Oh, and also? My dad mentioned in his brief email to me that my mom contacted him trying to get in contact with me.
Great. fucking fabulous.
I really don’t care that <stepdad> is wasting away from dementia. I’m sure he’s going to commit suicide soon, and possibly it’ll be double suicide between them. Who knows. I cannot do anything for her. They were crap parents to me. They were selfish and narcissistic the whole way through.
Rainbows and Sunshine!!!
March 22nd 2013
email from Stefan
Yeah, I know Kadian. I had two bottles of Morphine sulfate. I was taking a few hundred mgs a day. And, IR oxycodone. Then, obviously they ran out, and became to too expensive. So….heroin converts to morphine….blah.
The weed thing….eh. I know it works for you, and you felt like you were leaning towards withdrawal. But, I’m up to over a gram a day of narcotics. That’s why I said, I’m not looking for anything….we are completely different animals. I now what works for you, but I’m way beyond the point of thinking about smoking a little engineered indica….(though I could probably get a few scripts from the dispensary in Montclair….if you want me to try and get some for you).
Amyway….there’s a lot of other things, variables I don’t talk about. I’m just my own issue….my own creature….and I take everything too far. I have to find my own way out. I’m really in a bad way today. And a bunch of drugs fell in my lap from shit that was owed to me. I obviously wish it didn’t. Anyway….I have to try and wake up early to get my filling….refilled. It’s all the way up in the back….but I keep rolling my tongue around where the metal was. And, it doesn’t hurt at all….so I know there’s no nerve exposed. )I sucked in air to see if it hurt….nothin’). BUt I don’t want to be one of those people that just sit and wait for it to get worse. I don’t like teeth issues. As opposed to those people that adore dental issues.
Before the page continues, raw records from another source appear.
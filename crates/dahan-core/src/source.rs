//! The `MasterDataSource` trait and the types a sync cycle reports.

use std::future::Future;

use serde::{Deserialize, Serialize};

use crate::{dimension::Dimension, error::SourceError};

/// Where reference data comes from.
///
/// Implemented by `dahan-sheets` over HTTP; tests use in-memory fakes.
pub trait MasterDataSource: Send + Sync {
  /// Resolve the location of `dimension`'s payload. `None` means the
  /// dimension has no usable source and is skipped.
  fn locate(&self, dimension: Dimension) -> Option<String>;

  /// Fetch the raw payload at `location`.
  fn fetch<'a>(
    &'a self,
    dimension: Dimension,
    location: &'a str,
  ) -> impl Future<Output = Result<String, SourceError>> + Send + 'a;
}

/// Refresh policy for one sync cycle.
#[derive(Debug, Clone, Copy, Default, PartialEq, Eq, Serialize, Deserialize)]
pub struct SyncPolicy {
  /// Refresh tables that already contain rows. When `false`, only empty
  /// tables are filled.
  pub force_update: bool,
}

/// What a sync cycle did with one dimension.
#[derive(Debug, Clone, Copy, PartialEq, Eq, Serialize, Deserialize)]
#[serde(rename_all = "snake_case")]
pub enum SyncAction {
  Refreshed,
  SkippedNoSource,
  SkippedPopulated,
  SkippedEmptyPayload,
}

#[derive(Debug, Clone, PartialEq, Eq, Serialize, Deserialize)]
pub struct DimensionReport {
  pub dimension:     Dimension,
  pub action:        SyncAction,
  /// Rows written to the table.
  pub inserted:      usize,
  /// Rows dropped because their field count did not match the header, or a
  /// numeric column held a non-number.
  pub skipped_rows:  usize,
  /// Rows ignored because their name was already taken earlier in the payload.
  pub duplicates:    usize,
  /// Fact references that could not be carried over to a new id because
  /// their name vanished from the source.
  pub orphaned_refs: u64,
}

impl DimensionReport {
  pub fn new(dimension: Dimension, action: SyncAction) -> Self {
    Self {
      dimension,
      action,
      inserted: 0,
      skipped_rows: 0,
      duplicates: 0,
      orphaned_refs: 0,
    }
  }
}

/// Outcome of a committed sync cycle, one entry per dimension in sync order.
#[derive(Debug, Clone, Default, PartialEq, Eq, Serialize, Deserialize)]
pub struct SyncReport {
  pub dimensions: Vec<DimensionReport>,
}

impl SyncReport {
  pub fn refreshed(&self) -> impl Iterator<Item = Dimension> + '_ {
    self
      .dimensions
      .iter()
      .filter(|d| d.action == SyncAction::Refreshed)
      .map(|d| d.dimension)
  }

  pub fn get(&self, dimension: Dimension) -> Option<&DimensionReport> {
    self.dimensions.iter().find(|d| d.dimension == dimension)
  }
}
//! Subcommand implementations. Each takes an open store and prints to stdout.

use std::{io::Read as _, path::Path};

use anyhow::{Context, Result};
use dahan_core::{
  dimension::{GameId, SpiritId},
  export,
  game::GameDraft,
  source::{SyncAction, SyncPolicy, SyncReport},
  store::ScoreStore,
  view::GameView,
};
use dahan_sheets::SheetSource;

// ─── Master data ─────────────────────────────────────────────────────────────

pub async fn sync(store: &impl ScoreStore, source: &SheetSource, force: bool) -> Result<()> {
  let report = store
    .sync_master_data(source, SyncPolicy { force_update: force })
    .await
    .context("master data sync failed")?;
  print_report(&report);
  Ok(())
}

/// Fill any empty dimension tables before a command that reads them. A
/// failure leaves the existing tables in place and is not fatal.
pub async fn startup_sync(store: &impl ScoreStore, source: &SheetSource) {
  match store.sync_master_data(source, SyncPolicy::default()).await {
    Ok(report) => {
      let refreshed: Vec<_> = report.refreshed().map(|d| d.to_string()).collect();
      if !refreshed.is_empty() {
        tracing::info!(dimensions = %refreshed.join(", "), "filled empty master data");
      }
    }
    Err(e) => {
      tracing::warn!(error = %e, "startup sync failed; continuing with existing master data");
    }
  }
}

fn print_report(report: &SyncReport) {
  for d in &report.dimensions {
    let action = match d.action {
      SyncAction::Refreshed => "refreshed",
      SyncAction::SkippedNoSource => "skipped (no source configured)",
      SyncAction::SkippedPopulated => "skipped (already populated)",
      SyncAction::SkippedEmptyPayload => "skipped (payload had no rows)",
    };
    print!("{:<10} {action}", d.dimension.to_string());
    if d.action == SyncAction::Refreshed {
      print!(
        ": {} rows, {} malformed, {} duplicate, {} orphaned references",
        d.inserted, d.skipped_rows, d.duplicates, d.orphaned_refs
      );
    }
    println!();
  }
}

// ─── Options ─────────────────────────────────────────────────────────────────

pub async fn spirits(store: &impl ScoreStore) -> Result<()> {
  for s in store.list_spirits().await.context("listing spirits")? {
    match &s.complexity {
      Some(c) => println!("{:>4}  {} [{c}]", s.id, s.name),
      None => println!("{:>4}  {}", s.id, s.name),
    }
  }
  Ok(())
}

pub async fn aspects(store: &impl ScoreStore, spirit: SpiritId) -> Result<()> {
  for a in store.list_aspects(spirit).await.context("listing aspects")? {
    println!("{:>4}  {}", a.id, a.name);
  }
  Ok(())
}

pub async fn adversaries(store: &impl ScoreStore) -> Result<()> {
  for a in store.list_adversaries().await.context("listing adversaries")? {
    println!("{:>4}  {}", a.id, a.name);
  }
  Ok(())
}

pub async fn scenarios(store: &impl ScoreStore) -> Result<()> {
  for s in store.list_scenarios().await.context("listing scenarios")? {
    match s.difficulty {
      Some(d) => println!("{:>4}  {} [difficulty {d}]", s.id, s.name),
      None => println!("{:>4}  {}", s.id, s.name),
    }
  }
  Ok(())
}

// ─── Facts ───────────────────────────────────────────────────────────────────

/// Record the JSON game draft in `file` (`-` reads stdin).
pub async fn record(store: &impl ScoreStore, file: &Path) -> Result<()> {
  let raw = if file == Path::new("-") {
    let mut buf = String::new();
    std::io::stdin()
      .read_to_string(&mut buf)
      .context("reading game from stdin")?;
    buf
  } else {
    std::fs::read_to_string(file).with_context(|| format!("reading {}", file.display()))?
  };
  let draft: GameDraft = serde_json::from_str(&raw).context("parsing game JSON")?;
  let recorded = store.record_game(draft).await.context("recording game")?;
  println!("recorded game {} (total score {})", recorded.id, recorded.total_score);
  Ok(())
}

pub async fn delete(store: &impl ScoreStore, id: GameId) -> Result<()> {
  if store.delete_game(id).await.context("deleting game")? {
    println!("deleted game {id}");
  } else {
    println!("no game {id}");
  }
  Ok(())
}

// ─── Reads ───────────────────────────────────────────────────────────────────

pub async fn list(store: &impl ScoreStore, json: bool) -> Result<()> {
  let games = store.list_games().await.context("listing games")?;
  if json {
    println!("{}", serde_json::to_string_pretty(&games)?);
    return Ok(());
  }

  let orphaned = store.orphaned_event_refs().await.context("auditing references")?;
  if orphaned > 0 {
    tracing::warn!(orphaned, "some game entries reference master data that no longer exists");
  }

  for game in &games {
    print_game(game);
  }
  if games.is_empty() {
    println!("no games recorded");
  }
  Ok(())
}

fn print_game(game: &GameView) {
  println!(
    "#{}  {}  score {}  (difficulty {}, cards {}, dahan {}, blight {})",
    game.id,
    game.outcome,
    game.total_score,
    game.difficulty,
    game.invader_cards,
    game.dahan_health,
    game.blight,
  );
  let spirits: Vec<_> = game.spirits.iter().map(|s| s.label()).collect();
  println!("    spirits:     {}", spirits.join(", "));
  if !game.adversaries.is_empty() {
    let adversaries: Vec<_> = game.adversaries.iter().map(|a| a.label()).collect();
    println!("    adversaries: {}", adversaries.join(", "));
  }
  if !game.scenarios.is_empty() {
    println!("    scenarios:   {}", game.scenarios.join(", "));
  }
  if !game.notes.is_empty() {
    println!("    notes:       {}", game.notes);
  }
}

pub async fn export(store: &impl ScoreStore, out: Option<&Path>) -> Result<()> {
  let games = store.list_games().await.context("listing games")?;
  emit(out, &export::to_csv(&games))
}

pub async fn export_raw(store: &impl ScoreStore, events: bool, out: Option<&Path>) -> Result<()> {
  let csv = if events {
    store.raw_events_csv().await
  } else {
    store.raw_games_csv().await
  }
  .context("dumping table")?;
  emit(out, &csv)
}

fn emit(out: Option<&Path>, contents: &str) -> Result<()> {
  match out {
    Some(path) => {
      std::fs::write(path, contents).with_context(|| format!("writing {}", path.display()))?;
      tracing::info!(path = %path.display(), bytes = contents.len(), "wrote export");
    }
    None => print!("{contents}"),
  }
  Ok(())
}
Good thing they have the Hackensack University dental schools. They take all insurance, and do walk-ins. It’s two minutes away. And, those students do a better job than most dentists. They’re always under supervision anyway.
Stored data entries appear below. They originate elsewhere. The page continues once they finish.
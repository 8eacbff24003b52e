//! Game fact recording.

use dahan_core::{dimension::GameId, game::GameForm};
use rusqlite::Connection;

use crate::encode::encode_outcome;

/// Insert one `games_fact` row and its expanded `events_fact` rows in a
/// single transaction.
///
/// Returns `None`, with nothing committed, if the game insert yields no row
/// id.
pub fn insert_game(conn: &mut Connection, form: &GameForm) -> rusqlite::Result<Option<GameId>> {
  let tx = conn.transaction()?;

  let changed = tx.execute(
    "INSERT INTO games_fact (
       game_difficulty, game_win, game_cards, game_dahan,
       game_blight, game_score, game_info
     ) VALUES (?1, ?2, ?3, ?4, ?5, ?6, ?7)",
    rusqlite::params![
      form.difficulty(),
      encode_outcome(form.outcome()),
      form.invader_cards(),
      form.dahan_health(),
      form.blight(),
      form.total_score(),
      form.notes(),
    ],
  )?;
  let game_id = tx.last_insert_rowid();
  if changed == 0 || game_id <= 0 {
    return Ok(None);
  }

  let rows = form.event_rows();
  {
    let mut stmt = tx.prepare(
      "INSERT INTO events_fact (
         game_id, spirit_id, aspect_id, adversary_id, adversary_level, scenario_id
       ) VALUES (?1, ?2, ?3, ?4, ?5, ?6)",
    )?;
    for row in &rows {
      stmt.execute(rusqlite::params![
        game_id,
        row.spirit.0,
        row.aspect.map(|a| a.0),
        row.adversary.map(|a| a.0),
        row.adversary_level,
        row.scenario.map(|s| s.0),
      ])?;
    }
  }

  tx.commit()?;
  tracing::debug!(game_id, events = rows.len(), score = form.total_score(), "recorded game");
  Ok(Some(GameId(game_id)))
}
//! Core types and trait definitions for the Dahan score tracker.
//!
//! This crate is deliberately free of HTTP and database dependencies.
//! The store, source and CLI crates all depend on it.

// We intentionally use native `async fn` in traits (stabilised in Rust 1.75).
// Suppress the advisory lint about `Send` bounds on the returned futures.
#![allow(async_fn_in_trait)]

pub mod dimension;
pub mod error;
pub mod export;
pub mod game;
pub mod source;
pub mod store;
pub mod tabular;
pub mod view;

pub use error::{SourceError, ValidationError};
Fuck it….I have to try and draw some shit I’m behind on. I’m getting used again. I’m probably going to get into a nasty argument tomorrow. Well…it’ll be me yelling at this guy who thinks he’s intimidating. I’m getting real tired of people thinking they know what I go thru daily, or what I’ve done and seen.
Anyway….let me give these links you sent me a listen while I draw.
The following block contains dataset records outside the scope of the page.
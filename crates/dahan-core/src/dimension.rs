//! Dimension (reference) data: spirits, aspects, adversaries and scenarios.
//!
//! Dimension rows are owned by the master-data synchronizer. A forced refresh
//! deletes and reinserts every row, so surrogate ids are only stable between
//! refreshes; the natural key of every dimension is its unique name.

use std::fmt;

use serde::{Deserialize, Serialize};
use strum::{Display, EnumIter, IntoStaticStr};

// ─── Surrogate ids ───────────────────────────────────────────────────────────

macro_rules! surrogate_id {
  ($(#[$meta:meta])* $name:ident) => {
    $(#[$meta])*
    #[derive(
      Debug, Clone, Copy, PartialEq, Eq, PartialOrd, Ord, Hash, Serialize, Deserialize,
    )]
    #[serde(transparent)]
    pub struct $name(pub i64);

    impl fmt::Display for $name {
      fn fmt(&self, f: &mut fmt::Formatter<'_>) -> fmt::Result { self.0.fmt(f) }
    }

    impl From<i64> for $name {
      fn from(id: i64) -> Self { Self(id) }
    }
  };
}

surrogate_id!(
  /// Row id in `games_fact`.
  GameId
);
surrogate_id!(SpiritId);
surrogate_id!(AspectId);
surrogate_id!(AdversaryId);
surrogate_id!(ScenarioId);

// ─── Dimension kinds ─────────────────────────────────────────────────────────

/// The four reference datasets.
///
/// Declaration order is the order in which a sync cycle processes them.
#[derive(
  Debug,
  Clone,
  Copy,
  PartialEq,
  Eq,
  Hash,
  Serialize,
  Deserialize,
  Display,
  EnumIter,
  IntoStaticStr,
)]
#[serde(rename_all = "lowercase")]
#[strum(serialize_all = "lowercase")]
pub enum Dimension {
  Spirit,
  Adversary,
  Scenario,
  Aspect,
}

/// Storage class of a dimension column, used to coerce source fields.
#[derive(Debug, Clone, Copy, PartialEq, Eq)]
pub enum ColumnKind {
  Text,
  Integer,
}

#[derive(Debug, Clone, Copy, PartialEq, Eq)]
pub struct Column {
  pub name: &'static str,
  pub kind: ColumnKind,
}

const fn text(name: &'static str) -> Column { Column { name, kind: ColumnKind::Text } }

const fn integer(name: &'static str) -> Column {
  Column { name, kind: ColumnKind::Integer }
}

const SPIRIT_COLUMNS: &[Column] = &[
  integer("spirit_id"),
  text("spirit_name"),
  text("complexity"),
  text("spirit_image"),
  text("nemesis_name"),
];

const ADVERSARY_COLUMNS: &[Column] = &[
  integer("adversary_id"),
  text("adversary_name"),
  text("adversary_image"),
  text("nemesis_name"),
];

const SCENARIO_COLUMNS: &[Column] = &[
  integer("scenario_id"),
  text("scenario_name"),
  integer("scenario_difficulty"),
  text("scenario_image"),
];

const ASPECT_COLUMNS: &[Column] = &[
  integer("aspect_id"),
  text("aspect_name"),
  integer("spirit_id"),
  text("aspect_image"),
];

impl Dimension {
  /// Destination table.
  pub fn table(self) -> &'static str {
    match self {
      Self::Spirit => "spirits_dim",
      Self::Adversary => "adversaries_dim",
      Self::Scenario => "scenarios_dim",
      Self::Aspect => "aspects_dim",
    }
  }

  /// Surrogate key column. `events_fact` uses the same column name for its
  /// reference to this dimension.
  pub fn id_column(self) -> &'static str {
    match self {
      Self::Spirit => "spirit_id",
      Self::Adversary => "adversary_id",
      Self::Scenario => "scenario_id",
      Self::Aspect => "aspect_id",
    }
  }

  /// Unique natural-key column.
  pub fn name_column(self) -> &'static str {
    match self {
      Self::Spirit => "spirit_name",
      Self::Adversary => "adversary_name",
      Self::Scenario => "scenario_name",
      Self::Aspect => "aspect_name",
    }
  }

  pub fn columns(self) -> &'static [Column] {
    match self {
      Self::Spirit => SPIRIT_COLUMNS,
      Self::Adversary => ADVERSARY_COLUMNS,
      Self::Scenario => SCENARIO_COLUMNS,
      Self::Aspect => ASPECT_COLUMNS,
    }
  }

  /// Look up a column by header name, ignoring ASCII case and surrounding
  /// whitespace.
  pub fn column(self, header: &str) -> Option<Column> {
    let header = header.trim();
    self
      .columns()
      .iter()
      .copied()
      .find(|c| c.name.eq_ignore_ascii_case(header))
  }
}

// ─── Rows ────────────────────────────────────────────────────────────────────

#[derive(Debug, Clone, PartialEq, Eq, Serialize, Deserialize)]
pub struct Spirit {
  pub id:         SpiritId,
  pub name:       String,
  pub complexity: Option<String>,
  pub image:      Option<String>,
  pub nemesis:    Option<String>,
}

/// An aspect variant of a spirit. Aspects with no owning spirit are orphaned
/// and never offered as options.
#[derive(Debug, Clone, PartialEq, Eq, Serialize, Deserialize)]
pub struct Aspect {
  pub id:     AspectId,
  pub name:   String,
  pub spirit: Option<SpiritId>,
  pub image:  Option<String>,
}

#[derive(Debug, Clone, PartialEq, Eq, Serialize, Deserialize)]
pub struct Adversary {
  pub id:      AdversaryId,
  pub name:    String,
  pub image:   Option<String>,
  pub nemesis: Option<String>,
}

#[derive(Debug, Clone, PartialEq, Eq, Serialize, Deserialize)]
pub struct Scenario {
  pub id:         ScenarioId,
  pub name:       String,
  pub difficulty: Option<i64>,
  pub image:      Option<String>,
}

#[cfg(test)]
mod tests {
  use strum::IntoEnumIterator as _;

  use super::*;

  #[test]
  fn sync_order_is_fixed() {
    let order: Vec<_> = Dimension::iter().collect();
    assert_eq!(
      order,
      [Dimension::Spirit, Dimension::Adversary, Dimension::Scenario, Dimension::Aspect]
    );
  }

  #[test]
  fn every_dimension_declares_its_keys() {
    for d in Dimension::iter() {
      let id = d.column(d.id_column()).expect("id column");
      assert_eq!(id.kind, ColumnKind::Integer);
      let name = d.column(d.name_column()).expect("name column");
      assert_eq!(name.kind, ColumnKind::Text);
    }
  }

  #[test]
  fn header_lookup_ignores_case() {
    let col = Dimension::Scenario.column(" Scenario_Difficulty ").unwrap();
    assert_eq!(col.name, "scenario_difficulty");
    assert!(Dimension::Scenario.column("nemesis_name").is_none());
  }

  #[test]
  fn display_is_lowercase() {
    assert_eq!(Dimension::Adversary.to_string(), "adversary");
    let s: &'static str = Dimension::Aspect.into();
    assert_eq!(s, "aspect");
  }
}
I hope that OG stuff works out. I’ll prob be on Cookman ave here & there. I’m most likely gonna be doing some design work in a gym that opened up there. I’m friends with the guy who opened it…..and his brother (who’s the money backer) is one of my best clients. They may give me, or rent me out some space in the building to set up a painting studio. Still workin’ on that. BUt, that’s a decent distance for me to feel like I’m not driving across the state, but still getting out of the area to paint for the night. And, I wouldn’t mind the scene on Cookman be my view and back round noise.
email from me
I’ve more to write, but I’m on a deadline with photoediting, and my right hand isn’t working so good.
So, abbreviated: I know you know your own body better than me, but it’s impossible for me to not try and help in some way, so I have to try and give some morsel of possibly useful perspective. I didn’t imagine weed would replace and help your current situation; I was thinking more in the long term as an alternative of taking pills forever.
Fuck. I’m so jealous. I want to have a place on Cookman!
If you know of any places where Section 8 is open, or have ANY idea of how to get someone to put me on a waitinglist somewhere….. PLEASE LET ME KNOW! I need to know the right people, I think.